A empresa também afirmou que está comprometida em monitorar e analisar as violações relatadas e tomar medidas contra publicações que violam suas políticas. Os anúncios fraudulentos denunciados pela reportagem foram removidos.
Além dos posts patrocinados na plataforma da Meta, o Aos Fatos identificou cinco anúncios no Google que promoviam o site golpista seuperfilverificado.com. Todos eles foram pagos pela empresa Pereira & Breier Ltda., uma empresa do ramo de cosméticos, cujo nome fantasia é Gold Club.
Em nota, o Google informou que retirou os anúncios do ar e que não comenta sobre casos específicos. A empresa afirmou que não permite “anúncios, conteúdo ou destinos maliciosos, que enganem os usuários excluindo informações relevantes sobre produtos ou que forneçam informações enganosas sobre produtos, serviços ou empresas”.
Procurada pelo Aos Fatos, a Pereira & Breier não retornou o contato.
OS NOMES POR TRÁS DO GOLPE
Os sócios da Pereira & Breier, responsáveis pelos anúncios do seuperfilverificado.com, são Diego Pereira e Gabriel dos Santos Breier. De acordo com a Receita Federal e o CruzaGrafos, ferramenta da Abraji (Associação Brasileira de Jornalismo Investigativo) que mostra informações societárias, a companhia tem sede em Charqueadas (RS) e uma filial em Indaiatuba (SP). Os dois sócios têm ligação com empresas voltadas ao depósito de mercadorias e outras do ramo de cosméticos.
No LinkedIn, Gabriel Breier se apresenta como mentor, especialista em engenharia de negócios e escala e presidente da Gold Club, “holding de seis empresas com faturamento que já ultrapassou a barreira dos R$ 280 milhões”. Pereira traz números similares em seu perfil e se diz proprietário da Conexão Premium, empresa destinada a alavancar as vendas de clientes.

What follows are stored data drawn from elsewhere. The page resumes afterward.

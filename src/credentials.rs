/// Password hashing and verification
///
/// Argon2id with a fresh random salt per call, PHC string output.
/// Plaintext never leaves this module and is never logged.
use crate::error::{BlogError, BlogResult};
use argon2::password_hash::{PasswordHash, PasswordHasher, PasswordVerifier, SaltString};
use argon2::Argon2;
use rand::rngs::OsRng;

pub const MIN_PASSWORD_LEN: usize = 8;
pub const MAX_PASSWORD_LEN: usize = 32;

/// Hash a plaintext password
pub fn hash_password(password: &str) -> BlogResult<String> {
    let salt = SaltString::generate(&mut OsRng);

    Argon2::default()
        .hash_password(password.as_bytes(), &salt)
        .map(|hash| hash.to_string())
        .map_err(|e| BlogError::Internal(format!("Failed to hash password: {}", e)))
}

/// Verify a candidate against a stored hash. Malformed hashes never match.
pub fn verify_password(hash: &str, candidate: &str) -> bool {
    let parsed_hash = match PasswordHash::new(hash) {
        Ok(h) => h,
        Err(_) => return false,
    };

    Argon2::default()
        .verify_password(candidate.as_bytes(), &parsed_hash)
        .is_ok()
}

/// Password policy applied before hashing: 8-32 chars, no whitespace
pub fn check_password_policy(password: &str) -> BlogResult<()> {
    if password.chars().any(char::is_whitespace) {
        return Err(BlogError::Validation("Invalid password".to_string()));
    }

    let len = password.chars().count();
    if !(MIN_PASSWORD_LEN..=MAX_PASSWORD_LEN).contains(&len) {
        return Err(BlogError::Validation(format!(
            "Password must be between {} and {} characters",
            MIN_PASSWORD_LEN, MAX_PASSWORD_LEN
        )));
    }

    Ok(())
}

Outra sócia das empresas relacionadas ao grupo Gold Club, de acordo com o CruzaGrafos, é Kevylin Oliveira da Silva, companheira de Breier. Ela é irmã de Keyse Oliveira, que aparece nas redes em fotos com Pereira. Em 2020, o Gold Club apontou em post no Instagram que Keyse atuava como gerente de logística do grupo, cargo que ocupa até hoje, segundo seu perfil no LinkedIn.
Outros domínios. O Aos Fatos verificou que ao menos 4 dos 9 domínios (seuperfilverificado.com, seuperfilverificado.com.br,
seloverified.com e selo.app.br) usados para aplicar o golpe estão registrados em nomes de outras pessoas ou empresas brasileiras; os demais domínios não apresentam dados públicos suficientes que permitam identificar os responsáveis. Todos os domínios foram registrados entre 22 de abril e 3 de junho de 2023.

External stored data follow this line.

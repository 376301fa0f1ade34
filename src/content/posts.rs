/// Post lifecycle and the like toggle
///
/// `posts.likes` is a denormalized count of `likes` rows for the post. Every
/// path that adds or removes a like row adjusts the counter in the same
/// transaction.
use crate::{
    content::{NewPost, PostPatch, SEARCH_LIMIT},
    db::models::Post,
    error::{BlogError, BlogResult},
};
use chrono::Utc;
use serde::{Deserialize, Serialize};
use sqlx::{Executor, Sqlite, SqlitePool};
use validator::Validate;

const POST_SELECT: &str = "SELECT p.id, p.author_id, a.username AS author_username,
        p.title, p.text, p.likes, p.created_at
     FROM posts p JOIN accounts a ON a.id = p.author_id";

/// Resulting like state for the caller
#[derive(Debug, Clone, Copy, PartialEq, Eq, Serialize, Deserialize)]
pub struct LikeOutcome {
    pub liked: bool,
    pub likes: i64,
}

/// Post service
#[derive(Clone)]
pub struct PostService {
    db: SqlitePool,
}

impl PostService {
    pub fn new(db: SqlitePool) -> Self {
        Self { db }
    }

    /// Create a post authored by `author_id`
    pub async fn create(&self, author_id: i64, post: NewPost) -> BlogResult<Post> {
        let post = NewPost {
            title: post.title.trim().to_string(),
            text: post.text.trim().to_string(),
        };
        post.validate()?;

        let id = sqlx::query(
            "INSERT INTO posts (author_id, title, text, likes, created_at) VALUES (?1, ?2, ?3, 0, ?4)",
        )
        .bind(author_id)
        .bind(&post.title)
        .bind(&post.text)
        .bind(Utc::now())
        .execute(&self.db)
        .await?
        .last_insert_rowid();

        tracing::info!(post_id = id, author_id, "post created");
        self.find_by_id(id).await
    }

    pub async fn find_by_id(&self, id: i64) -> BlogResult<Post> {
        sqlx::query_as::<_, Post>(&format!("{} WHERE p.id = ?1", POST_SELECT))
            .bind(id)
            .fetch_optional(&self.db)
            .await?
            .ok_or_else(|| BlogError::NotFound("post not found".to_string()))
    }

    /// Posts by `author_id`, newest first
    pub async fn author_posts(&self, author_id: i64) -> BlogResult<Vec<Post>> {
        let posts = sqlx::query_as::<_, Post>(&format!(
            "{} WHERE p.author_id = ?1 ORDER BY p.created_at DESC, p.id DESC",
            POST_SELECT
        ))
        .bind(author_id)
        .fetch_all(&self.db)
        .await?;

        Ok(posts)
    }

    /// Posts liked by `user_id`
    pub async fn liked_by(&self, user_id: i64) -> BlogResult<Vec<Post>> {
        let posts = sqlx::query_as::<_, Post>(&format!(
            "{} JOIN likes l ON l.post_id = p.id WHERE l.user_id = ?1 ORDER BY p.created_at DESC, p.id DESC",
            POST_SELECT
        ))
        .bind(user_id)
        .fetch_all(&self.db)
        .await?;

        Ok(posts)
    }

    /// Case-insensitive substring match on title or text
    pub async fn search(&self, query: &str) -> BlogResult<Vec<Post>> {
        let query = query.trim();
        if query.is_empty() {
            return Ok(Vec::new());
        }

        let posts = sqlx::query_as::<_, Post>(&format!(
            "{} WHERE instr(lower(p.title), lower(?1)) > 0 OR instr(lower(p.text), lower(?1)) > 0
             ORDER BY p.created_at DESC, p.id DESC LIMIT ?2",
            POST_SELECT
        ))
        .bind(query)
        .bind(SEARCH_LIMIT)
        .fetch_all(&self.db)
        .await?;

        Ok(posts)
    }

    async fn owner_of<'e, E>(executor: E, post_id: i64) -> BlogResult<i64>
    where
        E: Executor<'e, Database = Sqlite>,
    {
        sqlx::query_scalar::<_, i64>("SELECT author_id FROM posts WHERE id = ?1")
            .bind(post_id)
            .fetch_optional(executor)
            .await?
            .ok_or_else(|| BlogError::NotFound("post not found".to_string()))
    }

    /// Apply a partial update. Returns `None` when the patch has no
    /// effective fields, in which case nothing is read or written.
    pub async fn update(&self, user_id: i64, post_id: i64, patch: PostPatch) -> BlogResult<Option<Post>> {
        let patch = patch.effective();
        if patch.is_empty() {
            return Ok(None);
        }
        patch.validate()?;

        let updated = sqlx::query(
            "UPDATE posts SET title = COALESCE(?1, title), text = COALESCE(?2, text)
             WHERE id = ?3 AND author_id = ?4",
        )
        .bind(&patch.title)
        .bind(&patch.text)
        .bind(post_id)
        .bind(user_id)
        .execute(&self.db)
        .await?
        .rows_affected();

        if updated == 0 {
            Self::owner_of(&self.db, post_id).await?;
            return Err(BlogError::Forbidden("You can only edit your own posts".to_string()));
        }

        tracing::info!(post_id, user_id, "post updated");
        self.find_by_id(post_id).await.map(Some)
    }

    /// Delete a post with its comments and likes
    pub async fn delete(&self, user_id: i64, post_id: i64) -> BlogResult<()> {
        let mut tx = self.db.begin().await?;

        // Write before any read: a deferred transaction that reads first
        // cannot upgrade once another connection has committed
        let claimed = sqlx::query("UPDATE posts SET likes = 0 WHERE id = ?1 AND author_id = ?2")
            .bind(post_id)
            .bind(user_id)
            .execute(&mut *tx)
            .await?
            .rows_affected();

        if claimed == 0 {
            Self::owner_of(&mut *tx, post_id).await?;
            return Err(BlogError::Forbidden("You can only delete your own posts".to_string()));
        }

        sqlx::query("DELETE FROM comments WHERE post_id = ?1")
            .bind(post_id)
            .execute(&mut *tx)
            .await?;
        sqlx::query("DELETE FROM likes WHERE post_id = ?1")
            .bind(post_id)
            .execute(&mut *tx)
            .await?;
        sqlx::query("DELETE FROM posts WHERE id = ?1 AND author_id = ?2")
            .bind(post_id)
            .bind(user_id)
            .execute(&mut *tx)
            .await?;

        tx.commit().await?;

        tracing::info!(post_id, user_id, "post deleted");
        Ok(())
    }

    /// Like the post if `user_id` has not, otherwise remove the like.
    ///
    /// Row and counter change together or not at all. A duplicate-key error
    /// on insert means an identical request got there first; the post stays
    /// liked and the counter is left as that request set it.
    pub async fn toggle_like(&self, user_id: i64, post_id: i64) -> BlogResult<LikeOutcome> {
        let mut tx = self.db.begin().await?;

        let removed = sqlx::query("DELETE FROM likes WHERE user_id = ?1 AND post_id = ?2")
            .bind(user_id)
            .bind(post_id)
            .execute(&mut *tx)
            .await?
            .rows_affected();

        let liked = if removed > 0 {
            sqlx::query("UPDATE posts SET likes = likes - 1 WHERE id = ?1")
                .bind(post_id)
                .execute(&mut *tx)
                .await?;
            false
        } else {
            Self::owner_of(&mut *tx, post_id).await?;

            let inserted = sqlx::query("INSERT INTO likes (user_id, post_id) VALUES (?1, ?2)")
                .bind(user_id)
                .bind(post_id)
                .execute(&mut *tx)
                .await
                .map_err(BlogError::from);

            match inserted {
                Ok(_) => {
                    sqlx::query("UPDATE posts SET likes = likes + 1 WHERE id = ?1")
                        .bind(post_id)
                        .execute(&mut *tx)
                        .await?;
                }
                // SQLite rolls back only the failed statement
                Err(e) if e.is_unique_violation() => {
                    tracing::debug!(user_id, post_id, "like raced with an identical request");
                }
                Err(e) => return Err(e),
            }
            true
        };

        let likes: i64 = sqlx::query_scalar("SELECT likes FROM posts WHERE id = ?1")
            .bind(post_id)
            .fetch_one(&mut *tx)
            .await?;

        tx.commit().await?;

        tracing::info!(user_id, post_id, liked, likes, "like toggled");
        Ok(LikeOutcome { liked, likes })
    }
}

Ao contrário do que ocorreu no caso da Pereira & Breier, em que os sócios se identificam nas redes como responsáveis pela empresa, a reportagem não conseguiu confirmar se as pessoas listadas como sócias de outras empresas relacionadas ao golpe são, de fato, responsáveis pelas páginas — ou se tiveram seus dados usados de forma fraudulenta, por exemplo.
MARKETING DE AFILIADOS
Gabriel Breier foi um dos palestrantes da Afiliados Brasil, evento que se autodenomina “o maior congresso sobre marketing de afiliados da América Latina”. Em uma das palestras, o empresário teria ensinado como anunciar no Facebook sem sofrer bloqueios da plataforma. O material, no entanto, não está disponível publicamente.
É chamada de marketing de afiliados toda relação comercial em que uma pessoa (afiliado) divulga um produto e recebe uma comissão por cada venda realizada. Embora seja legal e usada há anos por grandes redes do varejo online como a Amazon e Magazine Luiza, a estratégia também tem sido usada para aumentar a rede de capilaridade de golpes na internet.

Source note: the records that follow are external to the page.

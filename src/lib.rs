/// Quillpad - blog backend
///
/// Accounts, posts, comments, likes and follows over SQLite, with
/// cookie-carried JWT sessions.

pub mod account;
pub mod api;
pub mod auth;
pub mod avatar;
pub mod cascade;
pub mod config;
pub mod content;
pub mod context;
pub mod credentials;
pub mod db;
pub mod error;
pub mod mailer;
pub mod server;
pub mod session;
pub mod social;
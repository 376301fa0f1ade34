/// Quillpad server binary
use quillpad::{config::ServerConfig, context::AppContext, error::BlogResult, server};
use tracing_subscriber::{layer::SubscriberExt, util::SubscriberInitExt};

#[tokio::main]
async fn main() -> BlogResult<()> {
    let config = ServerConfig::from_env()?;

    // RUST_LOG wins over BLOG_LOG_LEVEL
    let level = &config.logging.level;
    tracing_subscriber::registry()
        .with(
            tracing_subscriber::EnvFilter::try_from_default_env()
                .unwrap_or_else(|_| format!("quillpad={},tower_http={}", level, level).into()),
        )
        .with(tracing_subscriber::fmt::layer())
        .init();

    tracing::info!(
        database = %config.storage.database.display(),
        trust_token_claims = config.authentication.trust_token_claims,
        "configuration loaded"
    );

    let ctx = AppContext::new(config).await?;

    server::serve(ctx).await
}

Contatados pelo Aos Fatos, Gabriel Breier e as irmãs Kevylin e Keyse Oliveira não responderam. Em 8 de junho, um dia após a publicação desta reportagem, Diego Pereira afirmou que desconhece o site seuperfilverificado.com, e que o nome da empresa estaria sendo usado de maneira indevida.
Esta reportagem foi atualizada às 15h27 de 12.06.2023 para incluir o posicionamento de Diego Pereira.